Finally, SPEI was obtained as the standardized value of F(x).

$$SPEI=W-\frac{c_0+c_{1}W+c_2{W}^2}{1+d_{1}W+d_2{W}^2+d_3{W}^3}$$

(6)

$$W=\sqrt{-2\ln \left(P\right)}$$

(7)

For P $\le$ 0.5, P is the probability of exceeding the defined D value, P = 1 − F(x). If P $>$ 0.5, P is replaced by 1 − P and the resultant SPEI is the opposite; $c_0$, $c_1$, $c_2$, $d_1$,$d_2$ and $d_3$ are constants.

2.4. Trend Analysis

The Theil–Sen median method and the Mann–Kendall nonparametric statistical test were used to analyze the changes in vegetation growth, water availability, and meteorological elements in the Loess Plateau from 2000 to 2020. The trend is estimated as follows.

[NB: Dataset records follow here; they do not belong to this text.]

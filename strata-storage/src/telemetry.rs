// Copyright ⓒ 2024-2025 Peter Morgan <peter.james.morgan@gmail.com>
//
// Licensed under the Apache License, Version 2.0 (the "License");
// you may not use this file except in compliance with the License.
// You may obtain a copy of the License at
//
// http://www.apache.org/licenses/LICENSE-2.0
//
// Unless required by applicable law or agreed to in writing, software
// distributed under the License is distributed on an "AS IS" BASIS,
// WITHOUT WARRANTIES OR CONDITIONS OF ANY KIND, either express or implied.
// See the License for the specific language governing permissions and
// limitations under the License.

//! Observation points of a partition group.
//!
//! An [`Observer`] is called by the writer task when an append is
//! committed, by readers when a read is served and whenever a group
//! degrades. [`Telemetry`] is the default, emitting tracing events and
//! OpenTelemetry counters.

use crate::{Error, GroupId, METER, PartitionId, position::Position};
use opentelemetry::{KeyValue, metrics::Counter};
use std::{fmt::Debug, sync::LazyLock};
use tracing::{debug, error};

#[derive(Clone, Copy, Debug, Eq, Hash, Ord, PartialEq, PartialOrd)]
pub struct AppendCommitted<'a> {
    pub group: &'a GroupId,
    pub partition: PartitionId,
    pub index: u64,
    pub count: u16,
    pub position: Position,
    pub length: u32,
}

#[derive(Clone, Copy, Debug, Eq, Hash, Ord, PartialEq, PartialOrd)]
pub struct ReadServed<'a> {
    pub group: &'a GroupId,
    pub partition: PartitionId,
    pub from: u64,
    pub messages: usize,
    pub bytes: usize,
    pub eop: bool,
}

pub trait Observer: Debug + Send + Sync {
    fn append_committed(&self, event: &AppendCommitted<'_>) {
        let _ = event;
    }

    fn read_served(&self, event: &ReadServed<'_>) {
        let _ = event;
    }

    fn group_degraded(&self, group: &GroupId, error: &Error) {
        let _ = (group, error);
    }
}

static APPENDED_RECORDS: LazyLock<Counter<u64>> = LazyLock::new(|| {
    METER
        .u64_counter("strata_appended_records")
        .with_description("strata records appended to a group log")
        .build()
});

static APPENDED_MESSAGES: LazyLock<Counter<u64>> = LazyLock::new(|| {
    METER
        .u64_counter("strata_appended_messages")
        .with_description("strata logical messages appended")
        .build()
});

static APPENDED_BYTES: LazyLock<Counter<u64>> = LazyLock::new(|| {
    METER
        .u64_counter("strata_appended_bytes")
        .with_description("strata encoded record bytes appended")
        .build()
});

static READ_MESSAGES: LazyLock<Counter<u64>> = LazyLock::new(|| {
    METER
        .u64_counter("strata_read_messages")
        .with_description("strata messages served by reads")
        .build()
});

static READ_BYTES: LazyLock<Counter<u64>> = LazyLock::new(|| {
    METER
        .u64_counter("strata_read_bytes")
        .with_description("strata message bytes served by reads")
        .build()
});

static DEGRADED_GROUPS: LazyLock<Counter<u64>> = LazyLock::new(|| {
    METER
        .u64_counter("strata_degraded_groups")
        .with_description("strata partition groups degraded by fatal errors")
        .build()
});

fn attributes(group: &GroupId, partition: Option<PartitionId>) -> Vec<KeyValue> {
    let mut attributes = vec![
        KeyValue::new("topic", group.topic().to_owned()),
        KeyValue::new("group", i64::from(group.group())),
    ];

    if let Some(partition) = partition {
        attributes.push(KeyValue::new("partition", i64::from(partition)));
    }

    attributes
}

#[derive(Clone, Copy, Debug, Default, Eq, Hash, Ord, PartialEq, PartialOrd)]
pub struct Telemetry;

impl Observer for Telemetry {
    fn append_committed(&self, event: &AppendCommitted<'_>) {
        debug!(
            group = %event.group,
            partition = event.partition,
            index = event.index,
            count = event.count,
            position = %event.position,
            length = event.length
        );

        let attributes = attributes(event.group, Some(event.partition));
        APPENDED_RECORDS.add(1, &attributes);
        APPENDED_MESSAGES.add(u64::from(event.count), &attributes);
        APPENDED_BYTES.add(u64::from(event.length), &attributes);
    }

    fn read_served(&self, event: &ReadServed<'_>) {
        debug!(
            group = %event.group,
            partition = event.partition,
            from = event.from,
            messages = event.messages,
            bytes = event.bytes,
            eop = event.eop
        );

        let attributes = attributes(event.group, Some(event.partition));
        READ_MESSAGES.add(event.messages as u64, &attributes);
        READ_BYTES.add(event.bytes as u64, &attributes);
    }

    fn group_degraded(&self, group: &GroupId, error: &Error) {
        error!(%group, %error, "partition group degraded");
        DEGRADED_GROUPS.add(1, &attributes(group, None));
    }
}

$$\beta =Median\left(\frac{X_j-X_i}{j-i}\right)\forall j>x$$

(8)

where $\beta$ is the trend of change; i and j represent the time sequence; and X_i and X_j represent the values at moments i and j, respectively. $\beta >0$ means an increasing trend, $\mathrm{and} \beta <0$ means a decreasing trend. The Mann–Kendall method was used to determine the significance of the trend, and Z values greater than 1.64 and 2.32 represent passing the significance tests with 95.00% and 99.00% confidence levels, respectively.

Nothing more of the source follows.